## TASK DIRECTIONS
Repeat every line that appears below, with nothing altered.

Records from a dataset
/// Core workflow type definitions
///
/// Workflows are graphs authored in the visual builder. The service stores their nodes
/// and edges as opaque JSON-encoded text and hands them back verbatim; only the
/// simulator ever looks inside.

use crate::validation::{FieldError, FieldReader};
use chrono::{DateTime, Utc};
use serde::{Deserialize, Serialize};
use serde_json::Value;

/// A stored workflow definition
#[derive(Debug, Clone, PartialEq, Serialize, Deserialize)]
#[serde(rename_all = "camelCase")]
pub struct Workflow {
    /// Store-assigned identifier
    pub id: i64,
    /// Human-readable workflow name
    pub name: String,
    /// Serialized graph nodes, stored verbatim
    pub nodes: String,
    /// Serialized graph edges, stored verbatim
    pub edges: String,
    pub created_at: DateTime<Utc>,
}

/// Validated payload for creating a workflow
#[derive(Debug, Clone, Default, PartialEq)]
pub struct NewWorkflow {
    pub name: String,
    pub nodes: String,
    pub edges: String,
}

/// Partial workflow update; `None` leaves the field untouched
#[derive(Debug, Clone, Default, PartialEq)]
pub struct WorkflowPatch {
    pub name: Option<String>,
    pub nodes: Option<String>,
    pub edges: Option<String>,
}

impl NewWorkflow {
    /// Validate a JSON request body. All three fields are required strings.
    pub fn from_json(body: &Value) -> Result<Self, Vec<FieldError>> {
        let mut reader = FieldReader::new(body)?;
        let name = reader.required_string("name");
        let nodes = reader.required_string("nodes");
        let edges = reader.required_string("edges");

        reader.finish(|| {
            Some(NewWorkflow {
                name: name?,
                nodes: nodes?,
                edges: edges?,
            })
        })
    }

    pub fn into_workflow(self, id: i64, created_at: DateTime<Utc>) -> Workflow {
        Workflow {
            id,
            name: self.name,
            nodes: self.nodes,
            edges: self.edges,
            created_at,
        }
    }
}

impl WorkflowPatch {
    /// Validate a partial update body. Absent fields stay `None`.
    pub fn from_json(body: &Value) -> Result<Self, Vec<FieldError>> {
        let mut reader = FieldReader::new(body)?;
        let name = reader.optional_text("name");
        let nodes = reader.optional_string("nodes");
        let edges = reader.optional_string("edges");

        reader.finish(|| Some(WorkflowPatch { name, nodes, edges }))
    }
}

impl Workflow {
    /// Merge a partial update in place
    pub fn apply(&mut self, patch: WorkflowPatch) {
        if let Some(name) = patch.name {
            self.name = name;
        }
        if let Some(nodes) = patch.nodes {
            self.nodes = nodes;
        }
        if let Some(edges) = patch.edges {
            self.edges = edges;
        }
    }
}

## OUTPUT OF THE TASK
/// Core workflow type definitions
///
/// Workflows are graphs authored in the visual builder. The service stores their nodes
/// and edges as opaque JSON-encoded text and hands them back verbatim; only the
/// simulator ever looks inside.

use crate::validation::{FieldError, FieldReader};
use chrono::{DateTime, Utc};
use serde::{Deserialize, Serialize};
use serde_json::Value;

/// A stored workflow definition
#[derive(Debug, Clone, PartialEq, Serialize, Deserialize)]
#[serde(rename_all = "camelCase")]
pub struct Workflow {
    /// Store-assigned identifier
    pub id: i64,
    /// Human-readable workflow name
    pub name: String,
    /// Serialized graph nodes, stored verbatim
    pub nodes: String,
    /// Serialized graph edges, stored verbatim
    pub edges: String,
    pub created_at: DateTime<Utc>,
}

/// Validated payload for creating a workflow
#[derive(Debug, Clone, Default, PartialEq)]
pub struct NewWorkflow {
    pub name: String,
    pub nodes: String,
    pub edges: String,
}

/// Partial workflow update; `None` leaves the field untouched
#[derive(Debug, Clone, Default, PartialEq)]
pub struct WorkflowPatch {
    pub name: Option<String>,
    pub nodes: Option<String>,
    pub edges: Option<String>,
}

impl NewWorkflow {
    /// Validate a JSON request body. All three fields are required strings.
    pub fn from_json(body: &Value) -> Result<Self, Vec<FieldError>> {
        let mut reader = FieldReader::new(body)?;
        let name = reader.required_string("name");
        let nodes = reader.required_string("nodes");
        let edges = reader.required_string("edges");

        reader.finish(|| {
            Some(NewWorkflow {
                name: name?,
                nodes: nodes?,
                edges: edges?,
            })
        })
    }

    pub fn into_workflow(self, id: i64, created_at: DateTime<Utc>) -> Workflow {
        Workflow {
            id,
            name: self.name,
            nodes: self.nodes,
            edges: self.edges,
            created_at,
        }
    }
}

impl WorkflowPatch {
    /// Validate a partial update body. Absent fields stay `None`.
    pub fn from_json(body: &Value) -> Result<Self, Vec<FieldError>> {
        let mut reader = FieldReader::new(body)?;
        let name = reader.optional_text("name");
        let nodes = reader.optional_string("nodes");
        let edges = reader.optional_string("edges");

        reader.finish(|| Some(WorkflowPatch { name, nodes, edges }))
    }
}

impl Workflow {
    /// Merge a partial update in place
    pub fn apply(&mut self, patch: WorkflowPatch) {
        if let Some(name) = patch.name {
            self.name = name;
        }
        if let Some(nodes) = patch.nodes {
            self.nodes = nodes;
        }
        if let Some(edges) = patch.edges {
            self.edges = edges;
        }
    }
}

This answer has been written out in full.